In early March, DeSantis signed an executive order banning both government entities and businesses from requiring proof of vaccinations. Now, the legislature helped turning this into law by passing SB 2006, which fortifies the ban and includes schools.

Schools in Florida already require certain vaccinations. However, State Rep. Tom Leek (R) told the Miami Herald that an experimental gene therapy COVID shot would not “have the same proven history of the same vaccines we require our school children to get. We must recognize that vaccine hesitancy is real and understandable.”

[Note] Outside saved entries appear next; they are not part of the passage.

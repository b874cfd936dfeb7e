use serde::{Deserialize, Serialize};

/// Configuration record for a registered Blinky LED strip.
///
/// Stored in the `strips` collection keyed by `device_id`. Fields are
/// last-writer-wins: fleet-wide directives and individual devices may both
/// update them independently.
#[derive(Debug, Clone, PartialEq, Serialize, Deserialize)]
pub struct DeviceConfig {
    pub device_id: String,
    /// Optional human label. Not guaranteed unique across the fleet.
    #[serde(skip_serializing_if = "Option::is_none")]
    pub name: Option<String>,
    pub enabled: bool,
    /// Device-defined animation mode (e.g. "rainbow", "solid").
    pub mode: String,
}

/// Telemetry report a device sends on each periodic check-in.
///
/// Stored in the `checkin` collection keyed by `device_id`, one record per
/// device, overwritten on every check-in. The embedded config is the device's
/// own snapshot at check-in time and may be stale relative to the live
/// DeviceConfig; no synchronization between the two is guaranteed.
#[derive(Debug, Clone, PartialEq, Serialize, Deserialize)]
pub struct DeviceCheckin {
    pub device_id: String,
    pub config: DeviceConfig,
    /// Check-in instant, epoch milliseconds.
    #[serde(rename = "timestamp")]
    pub timestamp_ms: i64,
    pub mac: String,
    pub ip: String,
    /// Signal strength in dBm.
    pub rssi: i32,
}

/// Fleet-wide directives. Singleton record in the `globals` collection,
/// mutated only by the fleet-wide enable/disable operations.
#[derive(Debug, Clone, Copy, PartialEq, Eq, Serialize, Deserialize)]
pub struct GlobalPolicy {
    #[serde(rename = "allEnabled")]
    pub all_enabled: bool,
}

/// Resolved device state returned for a status query.
///
/// All fields come from the device's last check-in record, so `enabled` and
/// `mode` reflect the config snapshot the device reported, not necessarily
/// the live configuration.
#[derive(Debug, Clone, PartialEq, Serialize, Deserialize)]
pub struct DeviceStatus {
    pub device_id: String,
    pub name: String,
    /// Last check-in instant, epoch milliseconds.
    pub checked_in_at_ms: i64,
    pub mac: String,
    pub ip: String,
    pub rssi: i32,
    pub enabled: bool,
    pub mode: String,
}

/// Outcome of resolving a free-text device name against the registry.
///
/// Match and not-found are mutually exclusive: a successful match never
/// carries the known-name list.
#[derive(Debug, Clone, PartialEq)]
pub enum ResolveOutcome {
    Found(DeviceStatus),
    /// No case-insensitive name match. Carries every configured name in the
    /// registry so the caller can render a helpful message. Records without
    /// a name cannot match and do not appear here.
    NotFound { known_names: Vec<String> },
}

/// One failed per-device write during a fan-out.
#[derive(Debug, Clone, PartialEq)]
pub struct FanoutFailure {
    pub device_id: String,
    pub reason: String,
}

/// Result of one fleet-wide directive fan-out.
///
/// The global policy write already succeeded by the time a report exists;
/// the report describes the per-device writes that followed.
#[derive(Debug, Clone, PartialEq)]
pub struct FanoutReport {
    /// Config field the directive targeted.
    pub field: String,
    /// Number of devices enumerated in the snapshot.
    pub attempted: usize,
    /// Device ids whose write succeeded.
    pub updated: Vec<String>,
    /// Per-device write failures, in enumeration order.
    pub failures: Vec<FanoutFailure>,
}

/// Overall classification of a fan-out.
#[derive(Debug, Clone, Copy, PartialEq, Eq)]
pub enum FanoutOutcome {
    /// Every per-device write succeeded (including the zero-device case).
    Complete,
    /// Some devices updated, some failed.
    Partial,
    /// Every per-device write failed.
    Failed,
}

impl FanoutReport {
    pub fn outcome(&self) -> FanoutOutcome {
        if self.failures.is_empty() {
            FanoutOutcome::Complete
        } else if self.updated.is_empty() {
            FanoutOutcome::Failed
        } else {
            FanoutOutcome::Partial
        }
    }
}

The law prevents schools, businesses, and government entities from requiring it. Violators can be fined up to $5,000.

“In Florida, your personal choice regarding vaccinations will be protected and no business or government entity will be able to deny you services based on your decision,” Gov. DeSantis said.

DeSantis is the first elected official in the country to take a hard stance against vaccine passports. “You have a right to participate in society without them asking you to divulge this type of health information like just to go to a movie, just to go to a ball game,’’ he told the Miami Herald. “Our Legislature has passed what I asked for, and I’ll be signing that very soon.”

Additionally, the law prohibits state and local governments from closing businesses “or keep students out of in-person instruction at Florida schools, except for hurricane emergencies, and caps all local emergency at seven-day increments,” a press release stated.

The governor is now in a position “to invalidate a local emergency order if it unnecessarily restricts individual rights or liberties.”